Ammaliante. Ecco come definirei "Telephatic Surgery". Un trip onirico e sognante. Una macumba sonora, un disco marchiato col sangue dei Lips, una musica che ti lascia a bocca aperta e con le palle a terra. "Telephatic Surgery" è il diamante della neopsichedelia.
A mettere subito in moto gli acidi gastrici nel nostro stomaco ci pensa la dura e quasi metal "Drug Machine In Heaven", che arriva lì, cattiva, davanti a tutto e a tutti, con voce graffiante, batteria incendiaria e due accordi tirati lì per fare più cazzosa la ritmica. Verrebbe da dire: "Ma questo è hair metal?". Ma poi arriva il riff vagamente grunge di "Right Now" e comincia un concentrato di Pink Floyd e di ritornelli enfatici a ripetizione che ti scassano le orecchie. La voce di Conye, che qua ricorda gli Husker, è sofferta ma rabbiosa. Dopo i 30 secondi distorti di "Michael, Time To Wake Up", si giunge a "Chrome Plated Suicide".

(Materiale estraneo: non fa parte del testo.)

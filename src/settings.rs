//! 配置加载
//!
//! 从 TOML 文件与环境变量（前缀 `QUIZGEN`）装配初始配置，供应商条目在
//! 首次运行时写入 settings 表；此后运行时配置以数据库为准。

use serde::{Deserialize, Serialize};
use std::path::Path;

use crate::llm_manager::{ApiConfig, LLMManager};
use crate::models::AppError;

/// 生成与审核环节的可调参数
#[derive(Debug, Clone, Serialize, Deserialize)]
#[serde(default)]
pub struct GenerationSettings {
    /// 候选题接受阈值（quality_score 低于该值触发重试）
    pub accept_threshold: i32,
    /// 自动复审阈值
    pub screen_threshold: i32,
    /// 每个槽位的尝试上限（全局尝试预算 = requested × 本值）
    pub max_attempts_per_slot: u32,
    /// 单任务内槽位并发上限
    pub max_slot_concurrency: usize,
    /// 任务级墙钟预算（秒）
    pub task_time_budget_secs: u64,
    /// 单任务可请求的题目数上限
    pub max_requested_count: u32,
}

impl Default for GenerationSettings {
    fn default() -> Self {
        Self {
            accept_threshold: 60,
            screen_threshold: 70,
            max_attempts_per_slot: 3,
            max_slot_concurrency: 3,
            task_time_budget_secs: 600,
            max_requested_count: 50,
        }
    }
}

/// 应用级配置
#[derive(Debug, Clone, Default, Serialize, Deserialize)]
#[serde(default)]
pub struct AppSettings {
    /// 数据目录（缺省由调用方决定）
    pub data_dir: Option<String>,
    /// 初始供应商配置（仅首次运行时写入数据库）
    pub providers: Vec<ApiConfig>,
    pub generation: GenerationSettings,
}

impl AppSettings {
    /// 加载配置：`.env` -> TOML 文件 -> `QUIZGEN__*` 环境变量（后者覆盖前者）
    pub fn load(config_path: Option<&Path>) -> Result<Self, AppError> {
        dotenvy::dotenv().ok();

        let mut builder = config::Config::builder();
        builder = match config_path {
            Some(path) => builder.add_source(config::File::from(path).required(false)),
            None => builder.add_source(config::File::with_name("quizgen").required(false)),
        };
        builder = builder.add_source(
            config::Environment::with_prefix("QUIZGEN")
                .separator("__")
                .try_parsing(true),
        );

        let loaded = builder
            .build()
            .map_err(|e| AppError::configuration(format!("加载配置失败: {}", e)))?;
        loaded
            .try_deserialize()
            .map_err(|e| AppError::configuration(format!("解析配置失败: {}", e)))
    }

    /// 首次运行时把文件里的供应商条目写入数据库（已有配置则不覆盖）
    pub fn bootstrap_providers(&self, llm: &LLMManager) -> Result<(), AppError> {
        if self.providers.is_empty() {
            return Ok(());
        }
        if llm.get_api_configs()?.is_empty() {
            llm.save_api_configs(&self.providers)?;
        }
        Ok(())
    }
}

Una ballata malinconica ma speranzosa, triste, dolorosa, ma ottimista. La chitarra, che qui a mio parere si esprime al meglio, ha un suono sporco ma piacevole, a tal punto che non te ne frega niente di cosa c'è dietro e ti accontenti della bella melodia. Conclude con un finale ricco di pathos che dissolve, si rialza e si spegne. "Hari-Krishna Stomp Wagon" è un punk semplice e genuino che sembra uscire dal repertorio dei Pistols, ma il finale ci smentisce con un pizzico di psichedelia, che introduce "Miracle on 42nd Streets", un pezzo acustico, che sta bene così com'è, con quella voce sibilante da ninna nanna. Non so a voi che effetto vi ha dato, ma io c'ho visto echi di Minutemen ("Do you want New Wave or Do you want the Sound?" , "Cohesion"). "Fryin' Up" è in bilico tra un Hard Rock settantino e un garage chiassoso, che chiude con rulli di tamburi e schitarrate alla Van Halen.

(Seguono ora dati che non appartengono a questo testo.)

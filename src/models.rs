use serde::{Deserialize, Serialize};
use std::fmt;

use crate::question_gen::types::{Difficulty, QuestionType};

// ============================================================================
// 结构化错误处理
// ============================================================================

#[derive(Debug, Clone, Serialize, Deserialize, PartialEq, Eq)]
pub enum AppErrorType {
    Validation,
    Database,
    Llm,
    NotFound,
    Configuration,
    Network,
    Cancelled,
    Unknown,
}

#[derive(Debug, Clone, Serialize, Deserialize)]
pub struct AppError {
    pub error_type: AppErrorType,
    pub message: String,
    pub details: Option<serde_json::Value>,
}

impl AppError {
    pub fn new(error_type: AppErrorType, message: impl Into<String>) -> Self {
        Self {
            error_type,
            message: message.into(),
            details: None,
        }
    }

    pub fn with_details(
        error_type: AppErrorType,
        message: impl Into<String>,
        details: serde_json::Value,
    ) -> Self {
        Self {
            error_type,
            message: message.into(),
            details: Some(details),
        }
    }

    pub fn validation(message: impl Into<String>) -> Self {
        Self::new(AppErrorType::Validation, message)
    }

    pub fn database(message: impl Into<String>) -> Self {
        Self::new(AppErrorType::Database, message)
    }

    pub fn llm(message: impl Into<String>) -> Self {
        Self::new(AppErrorType::Llm, message)
    }

    pub fn not_found(message: impl Into<String>) -> Self {
        Self::new(AppErrorType::NotFound, message)
    }

    pub fn configuration(message: impl Into<String>) -> Self {
        Self::new(AppErrorType::Configuration, message)
    }

    pub fn network(message: impl Into<String>) -> Self {
        Self::new(AppErrorType::Network, message)
    }

    pub fn cancelled(message: impl Into<String>) -> Self {
        Self::new(AppErrorType::Cancelled, message)
    }

    pub fn unknown(message: impl Into<String>) -> Self {
        Self::new(AppErrorType::Unknown, message)
    }
}

impl From<String> for AppError {
    fn from(message: String) -> Self {
        AppError::validation(message)
    }
}

impl From<&str> for AppError {
    fn from(message: &str) -> Self {
        AppError::validation(message.to_string())
    }
}

impl From<rusqlite::Error> for AppError {
    fn from(e: rusqlite::Error) -> Self {
        AppError::database(e.to_string())
    }
}

impl fmt::Display for AppError {
    fn fmt(&self, f: &mut fmt::Formatter<'_>) -> fmt::Result {
        write!(f, "{}", self.message)
    }
}

impl std::error::Error for AppError {}

// ============================================================================
// 生成任务实体
// ============================================================================

/// 任务状态
#[derive(Debug, Clone, Copy, PartialEq, Eq, Serialize, Deserialize)]
#[serde(rename_all = "snake_case")]
pub enum TaskStatus {
    Pending,
    Processing,
    Completed,
    Failed,
    Cancelled,
}

impl TaskStatus {
    pub fn as_str(&self) -> &'static str {
        match self {
            TaskStatus::Pending => "pending",
            TaskStatus::Processing => "processing",
            TaskStatus::Completed => "completed",
            TaskStatus::Failed => "failed",
            TaskStatus::Cancelled => "cancelled",
        }
    }

    pub fn from_str(s: &str) -> Self {
        match s {
            "pending" => TaskStatus::Pending,
            "processing" => TaskStatus::Processing,
            "completed" => TaskStatus::Completed,
            "failed" => TaskStatus::Failed,
            "cancelled" => TaskStatus::Cancelled,
            _ => TaskStatus::Pending,
        }
    }

    /// 终态任务不可再变更
    pub fn is_terminal(&self) -> bool {
        matches!(
            self,
            TaskStatus::Completed | TaskStatus::Failed | TaskStatus::Cancelled
        )
    }
}

/// 出题任务实体
///
/// 由调用方创建后仅由编排器（GenerationService）变更，进入终态后不可再变。
#[derive(Debug, Clone, Serialize, Deserialize)]
pub struct GenerationTask {
    pub id: String,
    pub material_id: String,
    pub requested_count: u32,
    pub question_types: Vec<QuestionType>,
    pub difficulty: Difficulty,
    pub knowledge_points: Vec<String>,
    pub status: TaskStatus,
    /// 已接受的题目数（0 ≤ accepted ≤ requested，单调递增直到终态）
    pub accepted_count: u32,
    pub generated_count: u32,
    pub success_rate: f64,
    /// 每个槽位消耗的重试次数（下标 = 槽位序号）
    pub slot_retries: Vec<u32>,
    /// 任务创建时快照的模型配置 ID（见 llm_manager 的快照策略）
    pub provider_config_id: Option<String>,
    /// 降级到本地模拟生成器时为 true
    pub simulated: bool,
    pub created_by: Option<String>,
    pub error: Option<String>,
    pub created_at: String,
    pub updated_at: String,
}

impl GenerationTask {
    /// 结果摘要（进入终态后有意义）
    pub fn result_summary(&self) -> TaskResultSummary {
        TaskResultSummary {
            generated_count: self.generated_count,
            success_rate: self.success_rate,
            slot_retries: self.slot_retries.clone(),
        }
    }
}

/// 创建任务请求
#[derive(Debug, Clone, Serialize, Deserialize)]
#[serde(rename_all = "camelCase")]
pub struct CreateTaskRequest {
    pub material_id: String,
    pub count: u32,
    pub question_types: Vec<QuestionType>,
    pub difficulty: Difficulty,
    #[serde(default)]
    pub knowledge_points: Vec<String>,
    #[serde(default)]
    pub created_by: Option<String>,
    /// 任务级墙钟预算（秒），缺省使用全局配置
    #[serde(default)]
    pub time_budget_secs: Option<u64>,
}

/// 任务进度（accepted / requested）
#[derive(Debug, Clone, Copy, Serialize, Deserialize)]
#[serde(rename_all = "camelCase")]
pub struct TaskProgress {
    pub accepted: u32,
    pub requested: u32,
}

/// 任务结果摘要
#[derive(Debug, Clone, Serialize, Deserialize)]
#[serde(rename_all = "camelCase")]
pub struct TaskResultSummary {
    pub generated_count: u32,
    pub success_rate: f64,
    pub slot_retries: Vec<u32>,
}

/// `get_task_status` 返回的视图
#[derive(Debug, Clone, Serialize, Deserialize)]
#[serde(rename_all = "camelCase")]
pub struct TaskStatusView {
    pub task_id: String,
    pub status: TaskStatus,
    pub progress: TaskProgress,
    pub generated_count: u32,
    pub success_rate: f64,
    #[serde(skip_serializing_if = "Option::is_none")]
    pub error: Option<String>,
}

impl TaskStatusView {
    pub fn from_task(task: &GenerationTask) -> Self {
        Self {
            task_id: task.id.clone(),
            status: task.status,
            progress: TaskProgress {
                accepted: task.accepted_count,
                requested: task.requested_count,
            },
            generated_count: task.generated_count,
            success_rate: task.success_rate,
            error: task.error.clone(),
        }
    }
}

#[cfg(test)]
mod tests {
    use super::*;

    #[test]
    fn test_task_status_roundtrip() {
        for status in [
            TaskStatus::Pending,
            TaskStatus::Processing,
            TaskStatus::Completed,
            TaskStatus::Failed,
            TaskStatus::Cancelled,
        ] {
            assert_eq!(TaskStatus::from_str(status.as_str()), status);
        }
    }

    #[test]
    fn test_terminal_statuses() {
        assert!(!TaskStatus::Pending.is_terminal());
        assert!(!TaskStatus::Processing.is_terminal());
        assert!(TaskStatus::Completed.is_terminal());
        assert!(TaskStatus::Failed.is_terminal());
        assert!(TaskStatus::Cancelled.is_terminal());
    }

    #[test]
    fn test_app_error_helpers() {
        let err = AppError::llm("模型调用失败");
        assert_eq!(err.error_type, AppErrorType::Llm);
        assert_eq!(err.to_string(), "模型调用失败");
    }
}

Poi arriva il momento."Hell'S Angel'S Cracker Factory". Quel basso marcato e un motore accesso. Sembra l'intro di "European Son" dei Velvet Underground, ma arriva un primo accordo. E basta un accordo per capire da dove i Jane's Addiction si siano ispirati per le loro composizioni, specie per "Three Days". Un lavoro così estremo alle chitarre credevo che solo Jimi in stato di trance o Frank Zappa in "Gumbo Variations" fossero stati capaci di fare. Tra marasmi allucinanti, strambi strumentalismi, fisarmoniche, chiacchierate di sottofondo, suoni da videogame e clacson, si arriva stremati e con le borse agli occhi alla fine di questa diatriba assordante. Scoinvolti sì. Ma soddisfatti. L'"Interstellar Overdrive" dei Lips.
La chiacchierata musicale che introduce "U.F.O. Story" sembrerebbe calmare le acque, ma passano solo due minuti e ritorna un chiassoso noise psichedelico a farci soffrire, ma allo stesso tempo godere. A concludere, un pianoforte sentito e molto emotivo. "Redneck School of Technology" invece è un hard blues rivisto in chiave punk, molto molto allegro e deciso. Un altro piccolo gioiello dell'album è la ballata psichedelica "Shaved Gorilla", che influenzerà diversi gruppi indie a venire. Dopo l'acustica "The Spontaneous Combustion of John", che lascia dell'amaro in bocca, giunge "The Last Drop Morning of Dew", un pop rock energico e grintoso.
Siamo alla chiusura. "Begs and Achin'" mi sa di rock, mi sa di rapcore e mi sa di punk. Diciamo che mi sa di crossover. Almeno all' inizio. Poi si dilata sempre più in un piacevole pop rock che chiude in bellezza questo capitolo della musica dei Lips. Che voi lo crediate o meno, o ne siate o meno a conoscenza, questo disco è probabilmente uno dei migliori degli anni '80 nel panorama non solo sperimentale, ma anche di tutto il rock.
Un piatto difficile da digerire, ma variegato e pieno di spunti originali.